■ What the task requires ■
For each line in the records, produce an exact copy.

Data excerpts
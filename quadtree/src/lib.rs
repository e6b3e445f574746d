pub(crate) mod collision_detection;
pub mod error;
pub mod quadtree;

pub use common::shapes;
pub use error::{QuadtreeError, QuadtreeResult};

■ Solution below ■
filename quadtree/src/lib.rs
repository e6b3e445f574746d
pub(crate) mod collision_detection;
pub mod error;
pub mod quadtree;

pub use common::shapes;
pub use error::{QuadtreeError, QuadtreeResult};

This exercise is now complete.